Latching on to sombre moorland hues, cinematographer Sam Cronin (the director's brother) makes outstanding use of the environs and the shifting weather conditions that are as treacherous as anything under foot. Nir Perlman's rumbling score and Andrew Layfield's expert sound design reinforce the sense of unease, which is actually cleverly modulated by the performance of Vicki Hackett, as the ranger who trusts her instincts and her kit right up until the moment she realises she is dealing with forces beyond her ken. Sophia La Porta and Elizabeth Dormer-Phillips do well enough with rather prosaic characters, while Bernard Hill brings gravitas to what proved to be one of his final roles.

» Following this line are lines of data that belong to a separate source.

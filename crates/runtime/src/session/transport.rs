//! WebSocket pump owned by each session.

use std::sync::{Arc, Weak};

use futures_util::{SinkExt, StreamExt};
use tokio::net::TcpStream;
use tokio::sync::mpsc;
use tokio_tungstenite::tungstenite::Message;
use tokio_tungstenite::{MaybeTlsStream, WebSocketStream};
use tracing::{debug, info};

use super::{Outbound, Session, SessionKey};

type WsStream = WebSocketStream<MaybeTlsStream<TcpStream>>;

/// Invoked once on the transport task after the socket closes.
pub(crate) type CloseHook = Box<dyn FnOnce(&Arc<Session>) + Send>;

/// Moves frames between the socket and the session until either side closes.
///
/// Holds only a weak reference so that dropping the last session handle
/// closes the socket.
pub(crate) async fn run(ws: WsStream, session: Weak<Session>, key: SessionKey, mut outbound_rx: mpsc::UnboundedReceiver<Outbound>, on_close: CloseHook) {
	let (mut sink, mut stream) = ws.split();

	loop {
		tokio::select! {
			outbound = outbound_rx.recv() => match outbound {
				Some(Outbound::Text(text)) => {
					if let Err(e) = sink.send(Message::Text(text)).await {
						debug!(target: "pilot.session", session = %key, error = %e, "socket write failed");
						break;
					}
				}
				Some(Outbound::Close) | None => {
					let _ = sink.send(Message::Close(None)).await;
					let _ = sink.close().await;
					break;
				}
			},
			inbound = stream.next() => match inbound {
				Some(Ok(Message::Text(text))) => {
					if let Some(session) = session.upgrade() {
						session.dispatch(&text);
					}
				}
				Some(Ok(Message::Binary(bytes))) => {
					if let (Some(session), Ok(text)) = (session.upgrade(), std::str::from_utf8(&bytes)) {
						session.dispatch(text);
					}
				}
				Some(Ok(Message::Close(_))) | None => break,
				Some(Ok(_)) => {}
				Some(Err(e)) => {
					debug!(target: "pilot.session", session = %key, error = %e, "socket read failed");
					break;
				}
			},
		}
	}

	info!(target: "pilot.session", session = %key, "disconnected from target");

	if let Some(session) = session.upgrade() {
		session.mark_closed();
		on_close(&session);
	}
}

David Edward-Robertson also impresses as the grief-stricken father fixated on doing right by his son. However, even he struggles with the coda, which suddenly relies on the bodycam that had barely merited mention during the previous expeditions. Editor Pawel Pracz (who also co-produces) must share some of the blame with Thomas and Cronin here, as the sudden lurch into the denouement makes it feel tacked on. The earlier vox pop sequences are also awkwardly integrated. There's no doubt that Cronin (who had made 10 shorts before his first feature) has an eye and a feel for ambience. But this veers off course after a solid start and gets bogged down long before Claire does.